:: Exercise ::
Please return the lines of the data that contain "receiving".

:: Task inputs ::
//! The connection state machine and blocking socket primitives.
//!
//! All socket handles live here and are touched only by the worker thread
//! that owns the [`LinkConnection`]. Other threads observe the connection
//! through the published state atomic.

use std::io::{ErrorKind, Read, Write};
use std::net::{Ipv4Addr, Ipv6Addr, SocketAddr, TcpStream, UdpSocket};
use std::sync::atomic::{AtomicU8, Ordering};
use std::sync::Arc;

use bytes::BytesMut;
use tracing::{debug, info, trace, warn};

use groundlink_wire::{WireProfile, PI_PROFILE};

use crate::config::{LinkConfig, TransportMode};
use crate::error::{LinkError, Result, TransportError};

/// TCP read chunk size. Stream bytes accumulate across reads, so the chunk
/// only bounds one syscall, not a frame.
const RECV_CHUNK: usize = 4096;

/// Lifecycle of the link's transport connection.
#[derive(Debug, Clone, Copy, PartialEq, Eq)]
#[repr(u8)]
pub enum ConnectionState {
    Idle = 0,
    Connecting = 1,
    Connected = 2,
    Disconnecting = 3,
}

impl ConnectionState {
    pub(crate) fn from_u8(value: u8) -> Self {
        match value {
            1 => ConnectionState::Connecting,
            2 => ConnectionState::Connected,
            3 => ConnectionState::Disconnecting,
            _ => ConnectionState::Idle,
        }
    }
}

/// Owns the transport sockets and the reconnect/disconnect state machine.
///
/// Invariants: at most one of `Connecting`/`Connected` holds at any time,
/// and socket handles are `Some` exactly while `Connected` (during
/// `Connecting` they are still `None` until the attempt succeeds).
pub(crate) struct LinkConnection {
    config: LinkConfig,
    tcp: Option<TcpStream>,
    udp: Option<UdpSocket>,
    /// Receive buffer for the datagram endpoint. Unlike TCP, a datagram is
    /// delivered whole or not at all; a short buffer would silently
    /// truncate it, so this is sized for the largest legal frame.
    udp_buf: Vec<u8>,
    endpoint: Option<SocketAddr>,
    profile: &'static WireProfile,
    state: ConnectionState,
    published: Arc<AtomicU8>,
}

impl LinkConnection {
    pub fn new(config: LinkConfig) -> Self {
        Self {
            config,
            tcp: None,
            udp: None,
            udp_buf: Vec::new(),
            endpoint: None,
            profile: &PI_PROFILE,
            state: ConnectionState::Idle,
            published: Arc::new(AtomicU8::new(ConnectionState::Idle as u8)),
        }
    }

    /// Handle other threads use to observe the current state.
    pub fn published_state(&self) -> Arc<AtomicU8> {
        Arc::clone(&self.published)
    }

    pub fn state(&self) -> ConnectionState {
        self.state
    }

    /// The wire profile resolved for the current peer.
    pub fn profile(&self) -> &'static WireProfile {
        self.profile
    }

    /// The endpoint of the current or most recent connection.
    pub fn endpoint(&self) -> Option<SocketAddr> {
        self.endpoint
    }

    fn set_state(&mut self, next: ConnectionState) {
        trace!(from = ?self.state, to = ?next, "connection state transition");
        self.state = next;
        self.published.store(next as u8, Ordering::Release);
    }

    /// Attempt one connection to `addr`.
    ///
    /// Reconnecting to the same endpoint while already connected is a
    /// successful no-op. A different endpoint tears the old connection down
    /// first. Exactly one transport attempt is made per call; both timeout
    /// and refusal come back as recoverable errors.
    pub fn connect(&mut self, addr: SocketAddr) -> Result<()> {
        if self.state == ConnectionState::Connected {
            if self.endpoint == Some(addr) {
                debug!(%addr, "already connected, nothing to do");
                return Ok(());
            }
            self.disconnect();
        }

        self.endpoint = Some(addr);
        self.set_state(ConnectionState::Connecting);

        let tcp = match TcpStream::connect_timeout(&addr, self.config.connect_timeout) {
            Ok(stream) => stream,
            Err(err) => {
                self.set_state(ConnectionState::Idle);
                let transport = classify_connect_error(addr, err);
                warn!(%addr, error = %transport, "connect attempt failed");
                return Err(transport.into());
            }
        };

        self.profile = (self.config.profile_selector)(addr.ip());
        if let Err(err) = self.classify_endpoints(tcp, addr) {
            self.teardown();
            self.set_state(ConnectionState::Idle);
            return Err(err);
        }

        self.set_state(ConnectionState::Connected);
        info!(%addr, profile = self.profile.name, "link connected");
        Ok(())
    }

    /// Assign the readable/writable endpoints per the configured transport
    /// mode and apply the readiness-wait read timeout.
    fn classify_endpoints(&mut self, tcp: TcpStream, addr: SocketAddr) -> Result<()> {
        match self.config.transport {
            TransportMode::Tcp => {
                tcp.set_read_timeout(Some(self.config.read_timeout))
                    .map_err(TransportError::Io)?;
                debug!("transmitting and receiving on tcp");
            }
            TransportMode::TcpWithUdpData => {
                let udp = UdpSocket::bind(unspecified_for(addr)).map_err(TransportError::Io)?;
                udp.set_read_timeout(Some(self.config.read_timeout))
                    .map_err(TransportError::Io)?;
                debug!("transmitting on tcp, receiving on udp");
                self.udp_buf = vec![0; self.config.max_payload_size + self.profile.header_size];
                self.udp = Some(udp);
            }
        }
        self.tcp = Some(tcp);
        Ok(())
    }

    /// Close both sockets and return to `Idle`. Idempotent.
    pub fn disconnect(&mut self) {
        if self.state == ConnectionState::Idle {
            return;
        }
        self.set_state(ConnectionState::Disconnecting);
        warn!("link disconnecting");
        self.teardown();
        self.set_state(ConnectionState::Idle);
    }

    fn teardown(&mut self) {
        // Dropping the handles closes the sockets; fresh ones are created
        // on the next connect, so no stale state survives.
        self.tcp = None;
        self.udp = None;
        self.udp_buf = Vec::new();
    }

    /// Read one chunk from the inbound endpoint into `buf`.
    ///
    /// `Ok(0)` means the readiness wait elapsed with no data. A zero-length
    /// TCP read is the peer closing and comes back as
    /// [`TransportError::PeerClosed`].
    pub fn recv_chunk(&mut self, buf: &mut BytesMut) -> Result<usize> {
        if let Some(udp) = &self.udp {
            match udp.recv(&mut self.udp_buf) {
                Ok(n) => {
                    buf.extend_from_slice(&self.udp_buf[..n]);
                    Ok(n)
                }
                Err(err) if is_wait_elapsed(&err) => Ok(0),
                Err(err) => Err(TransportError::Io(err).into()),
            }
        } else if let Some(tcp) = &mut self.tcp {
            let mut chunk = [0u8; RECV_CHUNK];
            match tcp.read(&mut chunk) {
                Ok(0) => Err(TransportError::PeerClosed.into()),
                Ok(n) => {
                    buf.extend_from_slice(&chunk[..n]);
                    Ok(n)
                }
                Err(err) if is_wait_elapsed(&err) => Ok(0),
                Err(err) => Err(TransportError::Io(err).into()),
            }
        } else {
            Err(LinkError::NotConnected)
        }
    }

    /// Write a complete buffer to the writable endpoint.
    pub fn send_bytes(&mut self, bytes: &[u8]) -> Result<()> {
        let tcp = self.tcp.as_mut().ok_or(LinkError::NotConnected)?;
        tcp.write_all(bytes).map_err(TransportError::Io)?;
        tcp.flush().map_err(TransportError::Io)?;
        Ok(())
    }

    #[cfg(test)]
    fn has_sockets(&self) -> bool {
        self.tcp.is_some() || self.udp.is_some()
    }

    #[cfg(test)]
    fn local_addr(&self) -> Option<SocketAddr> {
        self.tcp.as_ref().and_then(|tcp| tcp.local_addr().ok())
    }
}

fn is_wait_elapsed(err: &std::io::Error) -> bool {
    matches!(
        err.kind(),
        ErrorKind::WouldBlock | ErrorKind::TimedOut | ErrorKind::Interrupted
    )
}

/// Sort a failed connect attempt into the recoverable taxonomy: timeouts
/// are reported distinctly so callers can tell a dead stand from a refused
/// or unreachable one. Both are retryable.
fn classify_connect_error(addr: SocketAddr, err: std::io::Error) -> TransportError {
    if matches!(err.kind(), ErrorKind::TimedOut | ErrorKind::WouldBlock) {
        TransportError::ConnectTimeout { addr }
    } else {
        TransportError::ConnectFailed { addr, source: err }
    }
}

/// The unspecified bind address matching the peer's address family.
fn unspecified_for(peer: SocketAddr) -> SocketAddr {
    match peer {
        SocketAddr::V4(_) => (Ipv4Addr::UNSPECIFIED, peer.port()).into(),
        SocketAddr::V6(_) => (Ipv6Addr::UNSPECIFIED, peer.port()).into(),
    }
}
...
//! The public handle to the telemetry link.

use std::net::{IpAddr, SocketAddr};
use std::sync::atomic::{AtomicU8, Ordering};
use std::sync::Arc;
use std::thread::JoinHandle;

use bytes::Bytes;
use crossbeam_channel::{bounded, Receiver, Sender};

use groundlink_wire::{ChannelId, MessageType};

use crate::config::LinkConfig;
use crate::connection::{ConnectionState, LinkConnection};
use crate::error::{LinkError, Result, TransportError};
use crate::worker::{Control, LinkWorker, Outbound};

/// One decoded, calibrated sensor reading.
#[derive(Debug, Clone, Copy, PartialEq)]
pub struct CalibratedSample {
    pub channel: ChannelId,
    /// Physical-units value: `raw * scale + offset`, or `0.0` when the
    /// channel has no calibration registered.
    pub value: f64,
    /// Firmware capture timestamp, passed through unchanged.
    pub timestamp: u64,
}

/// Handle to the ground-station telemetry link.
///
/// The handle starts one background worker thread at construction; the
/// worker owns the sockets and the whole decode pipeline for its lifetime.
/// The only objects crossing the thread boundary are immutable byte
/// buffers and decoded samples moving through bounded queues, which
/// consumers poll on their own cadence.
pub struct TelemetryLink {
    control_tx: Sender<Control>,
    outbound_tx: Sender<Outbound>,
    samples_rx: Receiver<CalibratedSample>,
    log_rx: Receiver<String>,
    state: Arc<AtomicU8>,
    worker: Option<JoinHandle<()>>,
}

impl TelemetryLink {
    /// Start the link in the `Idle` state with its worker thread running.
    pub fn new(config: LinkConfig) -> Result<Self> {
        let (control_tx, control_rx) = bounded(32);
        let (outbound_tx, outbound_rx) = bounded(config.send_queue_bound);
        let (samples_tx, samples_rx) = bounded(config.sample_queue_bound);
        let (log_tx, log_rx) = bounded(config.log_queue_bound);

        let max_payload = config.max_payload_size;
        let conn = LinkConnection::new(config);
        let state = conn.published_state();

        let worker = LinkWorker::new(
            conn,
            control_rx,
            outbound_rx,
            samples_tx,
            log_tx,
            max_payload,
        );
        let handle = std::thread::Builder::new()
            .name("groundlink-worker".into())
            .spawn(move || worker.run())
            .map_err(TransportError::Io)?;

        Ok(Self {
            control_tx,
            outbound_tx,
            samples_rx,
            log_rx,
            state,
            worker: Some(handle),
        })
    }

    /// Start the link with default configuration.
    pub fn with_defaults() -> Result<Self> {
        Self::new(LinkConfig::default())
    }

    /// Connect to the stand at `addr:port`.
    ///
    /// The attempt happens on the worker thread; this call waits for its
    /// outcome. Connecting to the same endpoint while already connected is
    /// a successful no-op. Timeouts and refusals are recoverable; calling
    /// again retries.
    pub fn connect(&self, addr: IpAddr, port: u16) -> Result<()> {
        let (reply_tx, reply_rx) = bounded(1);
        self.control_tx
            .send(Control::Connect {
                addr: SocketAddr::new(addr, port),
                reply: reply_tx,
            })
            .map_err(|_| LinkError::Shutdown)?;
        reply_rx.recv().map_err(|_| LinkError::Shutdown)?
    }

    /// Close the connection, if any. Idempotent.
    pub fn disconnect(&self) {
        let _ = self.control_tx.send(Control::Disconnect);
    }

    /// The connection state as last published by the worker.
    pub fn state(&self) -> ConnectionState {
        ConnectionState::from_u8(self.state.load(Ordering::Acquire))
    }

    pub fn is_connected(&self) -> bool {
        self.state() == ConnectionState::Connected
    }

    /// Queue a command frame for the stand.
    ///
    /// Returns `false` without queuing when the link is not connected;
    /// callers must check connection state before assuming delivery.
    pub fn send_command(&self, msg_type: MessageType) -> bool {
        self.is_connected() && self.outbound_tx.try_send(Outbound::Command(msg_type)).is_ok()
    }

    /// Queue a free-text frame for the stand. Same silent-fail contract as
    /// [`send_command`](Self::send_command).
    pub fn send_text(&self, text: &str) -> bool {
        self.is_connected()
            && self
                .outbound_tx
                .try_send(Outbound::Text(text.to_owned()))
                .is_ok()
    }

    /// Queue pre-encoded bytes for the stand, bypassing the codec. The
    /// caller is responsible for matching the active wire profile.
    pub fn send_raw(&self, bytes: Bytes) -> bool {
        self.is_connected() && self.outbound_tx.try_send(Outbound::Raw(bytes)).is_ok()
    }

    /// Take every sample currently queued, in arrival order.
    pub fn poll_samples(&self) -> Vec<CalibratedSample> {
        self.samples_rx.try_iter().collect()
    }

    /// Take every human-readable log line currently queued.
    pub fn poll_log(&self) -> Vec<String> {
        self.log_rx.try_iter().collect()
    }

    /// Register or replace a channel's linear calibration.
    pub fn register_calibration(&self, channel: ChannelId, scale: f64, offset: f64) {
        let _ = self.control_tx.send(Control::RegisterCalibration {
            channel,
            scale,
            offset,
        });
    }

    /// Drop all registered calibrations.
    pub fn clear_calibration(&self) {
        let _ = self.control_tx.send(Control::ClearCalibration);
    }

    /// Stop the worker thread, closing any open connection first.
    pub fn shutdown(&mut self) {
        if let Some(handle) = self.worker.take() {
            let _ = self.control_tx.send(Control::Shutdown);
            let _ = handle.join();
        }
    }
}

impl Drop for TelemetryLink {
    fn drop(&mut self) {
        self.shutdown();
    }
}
==
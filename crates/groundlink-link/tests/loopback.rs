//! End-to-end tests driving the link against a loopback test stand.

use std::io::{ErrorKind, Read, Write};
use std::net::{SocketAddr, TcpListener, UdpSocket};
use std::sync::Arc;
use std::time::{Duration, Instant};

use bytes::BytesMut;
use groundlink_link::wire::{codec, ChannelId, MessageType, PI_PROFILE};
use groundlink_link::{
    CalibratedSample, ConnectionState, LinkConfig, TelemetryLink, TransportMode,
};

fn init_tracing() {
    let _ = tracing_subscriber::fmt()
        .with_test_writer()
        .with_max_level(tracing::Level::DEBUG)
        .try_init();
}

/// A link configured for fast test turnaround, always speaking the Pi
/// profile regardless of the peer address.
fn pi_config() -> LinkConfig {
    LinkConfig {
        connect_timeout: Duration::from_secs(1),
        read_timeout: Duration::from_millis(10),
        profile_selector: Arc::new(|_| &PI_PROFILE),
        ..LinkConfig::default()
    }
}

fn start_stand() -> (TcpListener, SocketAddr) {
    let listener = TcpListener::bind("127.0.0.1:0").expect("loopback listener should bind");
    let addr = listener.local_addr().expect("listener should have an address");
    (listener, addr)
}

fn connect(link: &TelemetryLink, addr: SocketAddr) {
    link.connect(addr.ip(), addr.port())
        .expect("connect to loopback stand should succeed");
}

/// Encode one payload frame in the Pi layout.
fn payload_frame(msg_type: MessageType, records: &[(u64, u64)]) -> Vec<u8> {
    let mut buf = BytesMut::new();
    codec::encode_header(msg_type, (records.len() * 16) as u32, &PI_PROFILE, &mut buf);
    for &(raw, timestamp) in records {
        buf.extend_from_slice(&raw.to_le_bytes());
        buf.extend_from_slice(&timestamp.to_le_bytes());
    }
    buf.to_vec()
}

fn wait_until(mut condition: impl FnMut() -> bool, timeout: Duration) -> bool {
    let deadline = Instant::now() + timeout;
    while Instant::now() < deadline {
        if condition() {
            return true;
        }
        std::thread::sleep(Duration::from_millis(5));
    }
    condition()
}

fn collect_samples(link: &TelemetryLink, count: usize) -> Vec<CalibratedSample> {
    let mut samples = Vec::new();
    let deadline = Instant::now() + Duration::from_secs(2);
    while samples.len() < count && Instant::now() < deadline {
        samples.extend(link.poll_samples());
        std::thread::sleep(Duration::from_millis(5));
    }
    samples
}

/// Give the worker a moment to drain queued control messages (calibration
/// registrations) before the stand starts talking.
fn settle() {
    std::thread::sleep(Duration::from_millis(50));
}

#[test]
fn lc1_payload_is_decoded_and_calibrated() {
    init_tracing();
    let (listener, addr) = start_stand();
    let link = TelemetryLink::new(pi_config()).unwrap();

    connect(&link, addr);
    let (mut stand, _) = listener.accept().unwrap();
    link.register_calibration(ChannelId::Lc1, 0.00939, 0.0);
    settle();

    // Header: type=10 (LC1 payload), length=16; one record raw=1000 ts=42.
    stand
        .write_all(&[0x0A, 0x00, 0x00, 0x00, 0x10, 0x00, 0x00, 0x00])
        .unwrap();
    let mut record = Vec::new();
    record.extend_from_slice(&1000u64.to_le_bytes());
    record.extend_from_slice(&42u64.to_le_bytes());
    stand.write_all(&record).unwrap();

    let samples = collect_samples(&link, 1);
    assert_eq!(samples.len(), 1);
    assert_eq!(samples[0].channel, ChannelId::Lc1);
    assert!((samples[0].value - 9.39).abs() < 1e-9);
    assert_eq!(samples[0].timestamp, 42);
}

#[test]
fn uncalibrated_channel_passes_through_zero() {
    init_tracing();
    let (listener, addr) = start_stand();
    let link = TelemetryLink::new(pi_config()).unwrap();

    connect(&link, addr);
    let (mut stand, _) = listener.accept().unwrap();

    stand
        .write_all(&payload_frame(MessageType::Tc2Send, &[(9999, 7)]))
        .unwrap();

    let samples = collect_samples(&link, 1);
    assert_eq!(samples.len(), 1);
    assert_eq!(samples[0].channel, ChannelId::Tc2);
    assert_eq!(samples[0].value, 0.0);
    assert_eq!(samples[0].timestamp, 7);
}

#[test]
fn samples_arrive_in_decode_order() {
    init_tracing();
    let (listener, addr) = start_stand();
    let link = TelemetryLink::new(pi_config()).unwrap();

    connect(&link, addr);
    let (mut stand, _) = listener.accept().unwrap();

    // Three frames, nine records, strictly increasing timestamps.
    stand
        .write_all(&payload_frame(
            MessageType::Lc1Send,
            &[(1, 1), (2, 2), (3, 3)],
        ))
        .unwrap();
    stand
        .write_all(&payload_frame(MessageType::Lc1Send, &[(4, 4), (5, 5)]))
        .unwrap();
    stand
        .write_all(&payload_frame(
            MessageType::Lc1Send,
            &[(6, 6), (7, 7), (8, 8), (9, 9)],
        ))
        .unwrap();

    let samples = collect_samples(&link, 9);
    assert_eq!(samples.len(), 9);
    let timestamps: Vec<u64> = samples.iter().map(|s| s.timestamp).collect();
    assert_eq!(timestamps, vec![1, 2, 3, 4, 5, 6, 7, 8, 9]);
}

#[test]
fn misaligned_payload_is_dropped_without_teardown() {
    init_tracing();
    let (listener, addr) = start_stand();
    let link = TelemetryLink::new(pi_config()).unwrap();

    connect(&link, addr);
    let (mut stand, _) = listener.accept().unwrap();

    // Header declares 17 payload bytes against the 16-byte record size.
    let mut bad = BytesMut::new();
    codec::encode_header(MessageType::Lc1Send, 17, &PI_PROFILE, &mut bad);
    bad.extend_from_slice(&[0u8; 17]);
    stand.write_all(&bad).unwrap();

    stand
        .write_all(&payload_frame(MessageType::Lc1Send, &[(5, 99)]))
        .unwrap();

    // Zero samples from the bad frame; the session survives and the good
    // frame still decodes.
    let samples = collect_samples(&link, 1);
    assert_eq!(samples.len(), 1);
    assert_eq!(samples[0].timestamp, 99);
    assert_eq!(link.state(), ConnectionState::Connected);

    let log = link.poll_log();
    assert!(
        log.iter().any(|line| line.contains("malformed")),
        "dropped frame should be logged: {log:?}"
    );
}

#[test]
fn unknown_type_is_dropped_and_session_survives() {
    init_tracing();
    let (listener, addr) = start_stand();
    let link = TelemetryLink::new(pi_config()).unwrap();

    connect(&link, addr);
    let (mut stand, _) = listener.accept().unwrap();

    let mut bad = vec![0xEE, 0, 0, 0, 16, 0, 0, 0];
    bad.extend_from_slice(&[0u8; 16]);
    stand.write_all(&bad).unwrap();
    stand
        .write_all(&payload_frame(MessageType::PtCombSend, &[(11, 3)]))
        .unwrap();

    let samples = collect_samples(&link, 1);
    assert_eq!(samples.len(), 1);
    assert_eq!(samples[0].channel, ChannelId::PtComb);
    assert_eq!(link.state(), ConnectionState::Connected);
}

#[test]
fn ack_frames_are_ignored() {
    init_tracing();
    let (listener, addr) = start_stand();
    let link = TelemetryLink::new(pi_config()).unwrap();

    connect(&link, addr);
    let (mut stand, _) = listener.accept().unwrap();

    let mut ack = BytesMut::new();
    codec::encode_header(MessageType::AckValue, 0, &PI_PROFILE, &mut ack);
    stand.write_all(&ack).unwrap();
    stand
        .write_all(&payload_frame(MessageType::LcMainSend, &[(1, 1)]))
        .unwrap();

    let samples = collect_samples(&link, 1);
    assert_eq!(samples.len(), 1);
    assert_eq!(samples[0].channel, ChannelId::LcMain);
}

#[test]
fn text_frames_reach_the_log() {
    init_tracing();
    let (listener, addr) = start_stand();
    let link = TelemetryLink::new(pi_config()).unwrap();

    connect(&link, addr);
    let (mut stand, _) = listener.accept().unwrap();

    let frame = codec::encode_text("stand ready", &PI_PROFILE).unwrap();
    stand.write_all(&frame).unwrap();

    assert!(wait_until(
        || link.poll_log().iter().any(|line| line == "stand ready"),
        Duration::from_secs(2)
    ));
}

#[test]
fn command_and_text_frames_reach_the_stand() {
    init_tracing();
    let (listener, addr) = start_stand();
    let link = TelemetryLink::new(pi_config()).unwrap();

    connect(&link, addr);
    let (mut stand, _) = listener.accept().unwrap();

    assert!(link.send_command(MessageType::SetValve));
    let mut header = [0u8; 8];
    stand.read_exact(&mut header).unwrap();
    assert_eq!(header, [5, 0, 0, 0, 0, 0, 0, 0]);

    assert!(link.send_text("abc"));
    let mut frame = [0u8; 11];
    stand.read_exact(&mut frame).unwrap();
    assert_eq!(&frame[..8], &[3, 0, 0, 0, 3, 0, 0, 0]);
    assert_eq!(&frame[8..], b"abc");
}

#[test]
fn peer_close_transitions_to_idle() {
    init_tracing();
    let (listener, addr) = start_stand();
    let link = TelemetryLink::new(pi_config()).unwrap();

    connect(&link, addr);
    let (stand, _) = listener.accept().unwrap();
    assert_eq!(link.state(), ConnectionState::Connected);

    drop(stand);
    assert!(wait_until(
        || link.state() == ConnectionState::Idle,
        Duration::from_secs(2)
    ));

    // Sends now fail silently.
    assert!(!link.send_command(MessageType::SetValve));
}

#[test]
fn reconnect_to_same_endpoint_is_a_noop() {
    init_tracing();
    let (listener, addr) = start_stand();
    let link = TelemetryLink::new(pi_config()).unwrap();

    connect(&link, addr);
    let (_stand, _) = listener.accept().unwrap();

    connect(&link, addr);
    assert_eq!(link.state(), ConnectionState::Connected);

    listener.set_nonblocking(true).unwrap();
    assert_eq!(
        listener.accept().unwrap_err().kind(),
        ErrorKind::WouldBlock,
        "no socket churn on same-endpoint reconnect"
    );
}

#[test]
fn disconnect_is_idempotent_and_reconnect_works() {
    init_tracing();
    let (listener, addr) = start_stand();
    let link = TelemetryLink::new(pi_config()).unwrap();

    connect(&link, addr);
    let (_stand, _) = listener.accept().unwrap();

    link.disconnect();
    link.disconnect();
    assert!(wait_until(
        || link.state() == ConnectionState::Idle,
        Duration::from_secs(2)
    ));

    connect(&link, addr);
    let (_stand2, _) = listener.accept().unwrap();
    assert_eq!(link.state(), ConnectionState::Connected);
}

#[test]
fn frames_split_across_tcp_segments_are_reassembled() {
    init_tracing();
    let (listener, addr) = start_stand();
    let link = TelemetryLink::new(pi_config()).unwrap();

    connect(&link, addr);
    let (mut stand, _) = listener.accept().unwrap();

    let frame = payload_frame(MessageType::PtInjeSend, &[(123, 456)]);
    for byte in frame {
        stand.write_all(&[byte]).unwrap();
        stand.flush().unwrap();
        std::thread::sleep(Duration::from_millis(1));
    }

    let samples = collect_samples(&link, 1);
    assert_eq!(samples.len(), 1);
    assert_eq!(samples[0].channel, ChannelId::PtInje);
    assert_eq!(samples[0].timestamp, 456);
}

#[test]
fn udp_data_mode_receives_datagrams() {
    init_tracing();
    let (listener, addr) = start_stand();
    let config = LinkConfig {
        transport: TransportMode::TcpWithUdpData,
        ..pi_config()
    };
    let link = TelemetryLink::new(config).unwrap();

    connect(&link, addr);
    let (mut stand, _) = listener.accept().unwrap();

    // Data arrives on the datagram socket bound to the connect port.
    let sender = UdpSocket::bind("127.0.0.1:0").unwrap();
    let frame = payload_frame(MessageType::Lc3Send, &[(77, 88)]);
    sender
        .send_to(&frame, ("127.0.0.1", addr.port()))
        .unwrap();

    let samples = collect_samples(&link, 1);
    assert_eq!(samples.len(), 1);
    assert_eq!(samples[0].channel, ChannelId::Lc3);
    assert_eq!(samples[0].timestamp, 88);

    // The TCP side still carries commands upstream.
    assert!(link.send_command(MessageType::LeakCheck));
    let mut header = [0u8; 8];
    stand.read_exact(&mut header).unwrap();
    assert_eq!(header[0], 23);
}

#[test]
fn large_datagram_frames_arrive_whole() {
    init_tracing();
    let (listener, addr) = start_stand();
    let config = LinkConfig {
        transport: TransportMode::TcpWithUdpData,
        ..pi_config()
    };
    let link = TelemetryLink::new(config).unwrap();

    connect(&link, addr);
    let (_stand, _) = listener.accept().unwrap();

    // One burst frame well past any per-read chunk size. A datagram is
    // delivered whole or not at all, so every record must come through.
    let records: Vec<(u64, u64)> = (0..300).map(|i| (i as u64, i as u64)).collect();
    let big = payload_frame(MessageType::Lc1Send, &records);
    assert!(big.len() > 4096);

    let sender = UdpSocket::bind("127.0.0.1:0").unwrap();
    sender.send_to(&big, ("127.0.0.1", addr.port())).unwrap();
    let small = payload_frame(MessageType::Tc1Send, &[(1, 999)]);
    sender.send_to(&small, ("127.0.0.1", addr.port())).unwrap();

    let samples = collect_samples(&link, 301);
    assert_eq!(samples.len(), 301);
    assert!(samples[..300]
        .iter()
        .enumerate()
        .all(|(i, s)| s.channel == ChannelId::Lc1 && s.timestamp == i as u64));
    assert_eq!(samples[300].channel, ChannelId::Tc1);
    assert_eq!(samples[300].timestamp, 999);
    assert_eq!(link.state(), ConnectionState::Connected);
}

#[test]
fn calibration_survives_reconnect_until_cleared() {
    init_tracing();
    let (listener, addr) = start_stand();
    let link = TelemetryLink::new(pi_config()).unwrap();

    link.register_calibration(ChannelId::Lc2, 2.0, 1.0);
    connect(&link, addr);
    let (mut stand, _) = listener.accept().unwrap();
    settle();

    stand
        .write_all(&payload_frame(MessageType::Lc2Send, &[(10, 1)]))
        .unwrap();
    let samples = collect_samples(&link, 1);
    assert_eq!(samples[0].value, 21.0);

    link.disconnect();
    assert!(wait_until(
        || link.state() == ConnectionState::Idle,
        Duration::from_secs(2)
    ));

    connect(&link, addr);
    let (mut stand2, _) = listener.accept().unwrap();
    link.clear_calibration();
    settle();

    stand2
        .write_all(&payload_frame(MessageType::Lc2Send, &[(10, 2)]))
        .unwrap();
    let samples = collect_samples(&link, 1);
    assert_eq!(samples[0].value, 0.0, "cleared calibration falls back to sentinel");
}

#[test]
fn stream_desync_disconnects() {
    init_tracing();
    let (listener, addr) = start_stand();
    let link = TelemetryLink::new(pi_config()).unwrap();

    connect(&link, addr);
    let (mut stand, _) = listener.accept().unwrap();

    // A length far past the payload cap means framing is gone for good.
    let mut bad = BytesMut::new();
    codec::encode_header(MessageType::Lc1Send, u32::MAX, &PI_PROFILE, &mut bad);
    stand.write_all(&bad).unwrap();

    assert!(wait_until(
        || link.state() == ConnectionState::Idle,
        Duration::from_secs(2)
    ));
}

:: Exercise solution ::
                debug!("transmitting and receiving on tcp");
                debug!("transmitting on tcp, receiving on udp");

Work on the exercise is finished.